Source records:
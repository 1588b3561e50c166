//! The operational store statistics are written to.

use std::{
    collections::HashSet,
    sync::{Arc, Mutex},
};

use chrono::{DateTime, Utc};
use indexmap::IndexMap;
use serde::{Deserialize, Serialize};
use serde_json::Value;
use tokio::sync::RwLock;
use tracing::*;

use crate::{
    device::DatapathId,
    error::StoreError,
    registry::FlowId,
    statistics::{SnapshotBody, StatisticsCategory, StatisticsSnapshot},
};

/// Path of one stored item below its device node.
#[derive(Debug, Clone, PartialEq, Eq, Hash, Serialize, Deserialize)]
pub enum ItemKey {
    Flow { table_id: u8, flow_id: FlowId },
    FlowTable(u8),
    NodeConnector(String),
    Queue { node_connector_id: String, queue_id: u32 },
    Group(u32),
    GroupStatistics(u32),
    Meter(u32),
    MeterStatistics(u32),
    AggregateFlow,
    GroupFeatures,
    MeterFeatures,
}

impl std::fmt::Display for ItemKey {
    fn fmt(&self, f: &mut std::fmt::Formatter<'_>) -> std::fmt::Result {
        match self {
            Self::Flow { table_id, flow_id } => write!(f, "table/{table_id}/flow/{flow_id}"),
            Self::FlowTable(table_id) => write!(f, "table/{table_id}/statistics"),
            Self::NodeConnector(id) => write!(f, "node-connector/{id}/statistics"),
            Self::Queue {
                node_connector_id,
                queue_id,
            } => write!(f, "node-connector/{node_connector_id}/queue/{queue_id}"),
            Self::Group(group_id) => write!(f, "group/{group_id}"),
            Self::GroupStatistics(group_id) => write!(f, "group/{group_id}/statistics"),
            Self::Meter(meter_id) => write!(f, "meter/{meter_id}"),
            Self::MeterStatistics(meter_id) => write!(f, "meter/{meter_id}/statistics"),
            Self::AggregateFlow => write!(f, "aggregate-flow-statistics"),
            Self::GroupFeatures => write!(f, "group-features"),
            Self::MeterFeatures => write!(f, "meter-features"),
        }
    }
}

impl ItemKey {
    /// Items stored below this one, which go away together with it.
    fn children(&self) -> Vec<ItemKey> {
        match self {
            Self::Group(group_id) => vec![Self::GroupStatistics(*group_id)],
            Self::Meter(meter_id) => vec![Self::MeterStatistics(*meter_id)],
            _ => Vec::new(),
        }
    }
}

/// One logical write: the fresh snapshot plus the stale keys it replaces.
#[derive(Debug, Clone)]
pub struct StatisticsWrite {
    pub datapath_id: DatapathId,
    pub snapshot: Arc<StatisticsSnapshot>,
    /// Ids of the flow entries, in snapshot order. Empty for other categories.
    pub flow_ids: Vec<FlowId>,
    pub removals: Vec<ItemKey>,
}

#[derive(Debug, Clone, PartialEq, Eq, Serialize, Deserialize)]
pub struct GatheringStatus {
    pub begin: DateTime<Utc>,
    pub end: Option<GatheringStatusEnd>,
}

#[derive(Debug, Clone, PartialEq, Eq, Serialize, Deserialize)]
pub struct GatheringStatusEnd {
    pub end: DateTime<Utc>,
    pub succeeded: bool,
}

#[async_trait::async_trait]
pub trait StatisticsWriter: Send + Sync {
    async fn write(&self, write: StatisticsWrite, is_on_fly: bool) -> Result<(), StoreError>;
}

#[async_trait::async_trait]
pub trait StatisticsStore: Send + Sync {
    fn lookup(&self, category: StatisticsCategory) -> Option<Arc<dyn StatisticsWriter>>;

    async fn write_gathering_status(
        &self,
        datapath_id: DatapathId,
        status: GatheringStatus,
    ) -> Result<(), StoreError>;

    /// Writes one item outside of a gathering round.
    async fn put_item(
        &self,
        datapath_id: DatapathId,
        key: ItemKey,
        value: Value,
    ) -> Result<(), StoreError>;

    async fn delete_items(
        &self,
        datapath_id: DatapathId,
        keys: Vec<ItemKey>,
    ) -> Result<(), StoreError>;
}

#[derive(Debug, Clone, Default, Serialize)]
pub struct WriteCounters {
    pub writes: u64,
    pub on_fly_writes: u64,
    pub last_write: Option<DateTime<Utc>>,
    pub last_entries: usize,
    pub last_removals: usize,
}

#[derive(Debug, Clone, Default, Serialize)]
pub struct DeviceItems {
    pub items: IndexMap<String, Value>,
    #[serde(skip)]
    keys: IndexMap<ItemKey, ()>,
    pub gathering_status: Option<GatheringStatus>,
    pub writes: IndexMap<StatisticsCategory, WriteCounters>,
}

impl DeviceItems {
    fn put(&mut self, key: ItemKey, value: Value) {
        self.items.insert(key.to_string(), value);
        self.keys.insert(key, ());
    }

    fn delete(&mut self, key: &ItemKey) {
        for child in key.children() {
            self.delete(&child);
        }
        self.items.shift_remove(&key.to_string());
        self.keys.shift_remove(key);
    }

    pub fn contains(&self, key: &ItemKey) -> bool {
        self.keys.contains_key(key)
    }

    pub fn keys(&self) -> impl Iterator<Item = &ItemKey> {
        self.keys.keys()
    }
}

#[derive(Debug, Default)]
struct InMemoryStoreInner {
    devices: RwLock<IndexMap<DatapathId, DeviceItems>>,
    failing: Mutex<HashSet<StatisticsCategory>>,
    missing_writers: Mutex<HashSet<StatisticsCategory>>,
}

/// Store keeping every device's items in memory, serialized as JSON.
#[derive(Debug, Clone, Default)]
pub struct InMemoryStore {
    inner: Arc<InMemoryStoreInner>,
}

impl InMemoryStore {
    pub fn new() -> Self {
        Self::default()
    }

    /// Makes every write of `category` fail until called again with `false`.
    pub fn fail_writes(&self, category: StatisticsCategory, fail: bool) {
        let mut failing = self
            .inner
            .failing
            .lock()
            .unwrap_or_else(|poisoned| poisoned.into_inner());
        if fail {
            failing.insert(category);
        } else {
            failing.remove(&category);
        }
    }

    pub fn remove_writer(&self, category: StatisticsCategory) {
        self.inner
            .missing_writers
            .lock()
            .unwrap_or_else(|poisoned| poisoned.into_inner())
            .insert(category);
    }

    pub async fn device(&self, datapath_id: DatapathId) -> Option<DeviceItems> {
        self.inner.devices.read().await.get(&datapath_id).cloned()
    }

    pub async fn contains(&self, datapath_id: DatapathId, key: &ItemKey) -> bool {
        self.inner
            .devices
            .read()
            .await
            .get(&datapath_id)
            .is_some_and(|device| device.contains(key))
    }

    pub async fn remove_device(&self, datapath_id: DatapathId) {
        self.inner.devices.write().await.shift_remove(&datapath_id);
    }
}

#[async_trait::async_trait]
impl StatisticsStore for InMemoryStore {
    fn lookup(&self, category: StatisticsCategory) -> Option<Arc<dyn StatisticsWriter>> {
        let missing = self
            .inner
            .missing_writers
            .lock()
            .unwrap_or_else(|poisoned| poisoned.into_inner())
            .contains(&category);
        if missing {
            return None;
        }

        Some(Arc::new(CategoryWriter {
            category,
            inner: self.inner.clone(),
        }))
    }

    async fn write_gathering_status(
        &self,
        datapath_id: DatapathId,
        status: GatheringStatus,
    ) -> Result<(), StoreError> {
        let mut devices = self.inner.devices.write().await;
        devices.entry(datapath_id).or_default().gathering_status = Some(status);
        Ok(())
    }

    async fn put_item(
        &self,
        datapath_id: DatapathId,
        key: ItemKey,
        value: Value,
    ) -> Result<(), StoreError> {
        let mut devices = self.inner.devices.write().await;
        devices.entry(datapath_id).or_default().put(key, value);
        Ok(())
    }

    async fn delete_items(
        &self,
        datapath_id: DatapathId,
        keys: Vec<ItemKey>,
    ) -> Result<(), StoreError> {
        let mut devices = self.inner.devices.write().await;
        if let Some(device) = devices.get_mut(&datapath_id) {
            for key in &keys {
                device.delete(key);
            }
        }
        Ok(())
    }
}

struct CategoryWriter {
    category: StatisticsCategory,
    inner: Arc<InMemoryStoreInner>,
}

#[async_trait::async_trait]
impl StatisticsWriter for CategoryWriter {
    #[instrument(level = "trace", skip(self, write), fields(category = %self.category, dpid = %write.datapath_id))]
    async fn write(&self, write: StatisticsWrite, is_on_fly: bool) -> Result<(), StoreError> {
        let failing = self
            .inner
            .failing
            .lock()
            .unwrap_or_else(|poisoned| poisoned.into_inner())
            .contains(&self.category);
        if failing {
            return Err(StoreError::Write {
                category: self.category,
                reason: "store refused the write".to_string(),
            });
        }

        let entries = keyed_entries(&write).map_err(|reason| StoreError::Write {
            category: self.category,
            reason,
        })?;

        let mut devices = self.inner.devices.write().await;
        let device = devices.entry(write.datapath_id).or_default();

        for key in &write.removals {
            device.delete(key);
        }
        let entry_count = entries.len();
        for (key, value) in entries {
            device.put(key, value);
        }

        let counters = device.writes.entry(self.category).or_default();
        counters.writes += 1;
        if is_on_fly {
            counters.on_fly_writes += 1;
        }
        counters.last_write = Some(Utc::now());
        counters.last_entries = entry_count;
        counters.last_removals = write.removals.len();

        Ok(())
    }
}

fn keyed_entries(write: &StatisticsWrite) -> Result<Vec<(ItemKey, Value)>, String> {
    let values = entry_values(&write.snapshot.body).map_err(|error| error.to_string())?;

    let keys = match &write.snapshot.body {
        SnapshotBody::Flow(flows) => {
            if flows.len() != write.flow_ids.len() {
                return Err(format!(
                    "{} flows but {} flow ids",
                    flows.len(),
                    write.flow_ids.len()
                ));
            }
            flows
                .iter()
                .zip(&write.flow_ids)
                .map(|(flow, flow_id)| ItemKey::Flow {
                    table_id: flow.table_id,
                    flow_id: flow_id.clone(),
                })
                .collect()
        }
        _ => write.snapshot.item_keys(),
    };

    Ok(keys.into_iter().zip(values).collect())
}

fn entry_values(body: &SnapshotBody) -> Result<Vec<Value>, serde_json::Error> {
    fn all<T: Serialize>(entries: &[T]) -> Result<Vec<Value>, serde_json::Error> {
        entries.iter().map(serde_json::to_value).collect()
    }

    match body {
        SnapshotBody::Flow(entries) => all(entries),
        SnapshotBody::Table(entries) => all(entries),
        SnapshotBody::Port(entries) => all(entries),
        SnapshotBody::Queue(entries) => all(entries),
        SnapshotBody::Group(entries) => all(entries),
        SnapshotBody::GroupDesc(entries) => all(entries),
        SnapshotBody::Meter(entries) => all(entries),
        SnapshotBody::MeterConfig(entries) => all(entries),
        SnapshotBody::Aggregate(aggregate) => Ok(vec![serde_json::to_value(aggregate)?]),
        SnapshotBody::GroupFeatures(features) => Ok(vec![serde_json::to_value(features)?]),
        SnapshotBody::MeterFeatures(features) => Ok(vec![serde_json::to_value(features)?]),
    }
}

Problem details: Beginning at the first line of the records, give again each line exactly as written, ending with the line that contains "its device node.".

Solution for this exercise:
repository 1588b3561e50c166
//! The operational store statistics are written to.

use std::{
    collections::HashSet,
    sync::{Arc, Mutex},
};

use chrono::{DateTime, Utc};
use indexmap::IndexMap;
use serde::{Deserialize, Serialize};
use serde_json::Value;
use tokio::sync::RwLock;
use tracing::*;

use crate::{
    device::DatapathId,
    error::StoreError,
    registry::FlowId,
    statistics::{SnapshotBody, StatisticsCategory, StatisticsSnapshot},
};

/// Path of one stored item below its device node.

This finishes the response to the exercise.